MBONGENI RICHMAN BUTHELEZI (b. 1965)
BIOGRAPHY
Mbongeni Richman Buthelezi studied at the African Institute of Art, the Johannesburg Art Foundation and the University of the Witwatersrand.
Featuring figurative and non-figurative subjects, his work is fashioned from recycled plastic, which he melts with a hot air gun and applies as paint. With the plastic-waste crisis escalating globally, Buthelezi uses his work to both highlight and combat the issue.
He grew up in rural KwaZulu-Natal. ‘My father’s animals, the cattle, were an important part of my life,’ he says. But not everything in this rural setting was natural. Plastic litter was so common in grazing areas that it became an unwelcome part of the cows’ regular diet. ‘We would see these cows die because they had eaten plastics,’ he says.

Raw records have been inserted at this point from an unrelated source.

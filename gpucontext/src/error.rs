#[derive(thiserror::Error, Debug, Clone, PartialEq, Eq)]
pub enum TextureError {
    #[error("RGBA data size mismatch: expected {expected} bytes, got {actual}")]
    DataSizeMismatch { expected: usize, actual: usize },
    #[error("Texture dimensions {width}x{height} overflow the addressable size")]
    DimensionsOverflow { width: u32, height: u32 },
    #[error("Failed to create texture: {0}")]
    Creation(String),
    #[error("Texture was not created by this drawer")]
    ForeignTexture,
}

#[derive(thiserror::Error, Debug, Clone, PartialEq, Eq)]
pub enum PlatformError {
    #[error("Clipboard is not available on this platform")]
    ClipboardUnavailable,
    #[error("Clipboard access failed: {0}")]
    Clipboard(String),
}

While at college, Buthelezi began collecting plastic litter to ‘paint’ with in lieu of expensive oil paints and developed a technique using an electric heat gun that produces hot air to melt the plastic and then apply it to a recycled canvas – a less noxious, more environmentally friendly method than using flames to melt plastic.

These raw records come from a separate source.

use std::ops::{Add, Mul, Sub};
use std::time::Duration;

/// A 2D coordinate in logical pixels.
#[derive(Debug, Clone, Copy, PartialEq, Default)]
pub struct Point {
    pub x: f64,
    pub y: f64,
}

impl Point {
    pub const fn new(x: f64, y: f64) -> Self {
        Self { x, y }
    }
}

impl Add for Point {
    type Output = Point;

    fn add(self, rhs: Point) -> Point {
        Point::new(self.x + rhs.x, self.y + rhs.y)
    }
}

impl Sub for Point {
    type Output = Point;

    fn sub(self, rhs: Point) -> Point {
        Point::new(self.x - rhs.x, self.y - rhs.y)
    }
}

impl Mul<f64> for Point {
    type Output = Point;

    fn mul(self, factor: f64) -> Point {
        Point::new(self.x * factor, self.y * factor)
    }
}

/// Gesture deltas computed once per frame from the active pointers.
///
/// With fewer than two pointers the event is empty (see [`GestureEvent::default`]).
#[derive(Debug, Clone, Copy, PartialEq)]
pub struct GestureEvent {
    pub num_pointers: u32,
    /// Proportional zoom for this frame. 1.0 means no change.
    pub zoom_delta: f64,
    /// Per-axis zoom, for non-uniform stretching.
    pub zoom_delta_2d: Point,
    /// Radians, counter-clockwise positive.
    pub rotation_delta: f64,
    /// Centroid movement in logical pixels.
    pub translation_delta: Point,
    pub pinch_type: PinchType,
    /// Centroid of the active pointers; the zoom and rotation pivot.
    pub center: Point,
    pub timestamp: Duration,
}

impl Default for GestureEvent {
    fn default() -> Self {
        Self {
            num_pointers: 0,
            zoom_delta: 1.0,
            zoom_delta_2d: Point::new(1.0, 1.0),
            rotation_delta: 0.0,
            translation_delta: Point::default(),
            pinch_type: PinchType::None,
            center: Point::default(),
            timestamp: Duration::ZERO,
        }
    }
}

impl GestureEvent {
    /// Whether enough pointers are active for a gesture.
    pub fn is_active(&self) -> bool {
        self.num_pointers >= 2
    }
}

/// Classification of a two-finger pinch by finger geometry.
#[derive(Debug, Clone, Copy, PartialEq, Eq, Hash, Default)]
#[repr(u8)]
pub enum PinchType {
    /// Fewer than two pointers.
    #[default]
    None = 0,
    Horizontal,
    Vertical,
    Proportional,
}

impl PinchType {
    const AXIS_DOMINANCE: f64 = 3.0;

    /// Classify a pinch from the separation between two fingers.
    ///
    /// An axis dominates when its separation exceeds the other's by 3x.
    pub fn classify(dx: f64, dy: f64) -> Self {
        let (dx, dy) = (dx.abs(), dy.abs());
        if dx > dy * Self::AXIS_DOMINANCE {
            PinchType::Horizontal
        } else if dy > dx * Self::AXIS_DOMINANCE {
            PinchType::Vertical
        } else {
            PinchType::Proportional
        }
    }
}

impl std::fmt::Display for PinchType {
    fn fmt(&self, f: &mut std::fmt::Formatter<'_>) -> std::fmt::Result {
        match self {
            PinchType::None => write!(f, "None"),
            PinchType::Horizontal => write!(f, "Horizontal"),
            PinchType::Vertical => write!(f, "Vertical"),
            PinchType::Proportional => write!(f, "Proportional"),
        }
    }
}

/// Source of per-frame gesture events, delivered at end of frame while 2+ pointers are active.
pub trait GestureEventSource {
    fn on_gesture(&self, callback: Box<dyn Fn(GestureEvent) + Send + Sync>);
}

#[derive(Debug, Clone, Copy, Default)]
pub struct NullGestureEventSource;

impl GestureEventSource for NullGestureEventSource {
    fn on_gesture(&self, _callback: Box<dyn Fn(GestureEvent) + Send + Sync>) {}
}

Throughout his career he has used his art to educate and begin conversations on global plastic waste. ‘The world we live in today can offer us everything we need to make art without manufacturing more,’ he says.
‘My figurative subject matter is the physical condition of the township way of life – which is one of survival. These experiences are sometimes interpreted in a non-figurative style depicted in organic forms and shapes taken from human forms like arms, hands, torsos, etc., as well as landscapes.’
Buthelezi lives and works in Johannesburg, and had a studio as part of the now-legendary August House artist community in inner-city Doornfontein.
He has held exhibitions, participated in festivals, led workshops, and taken up artist residencies in countries including Germany, the USA, Barbados, Egypt, Australia, and Saudi Arabia.
Buthelezi’s work has been featured in articles for Art Daily, CNN and the Mail & Guardian.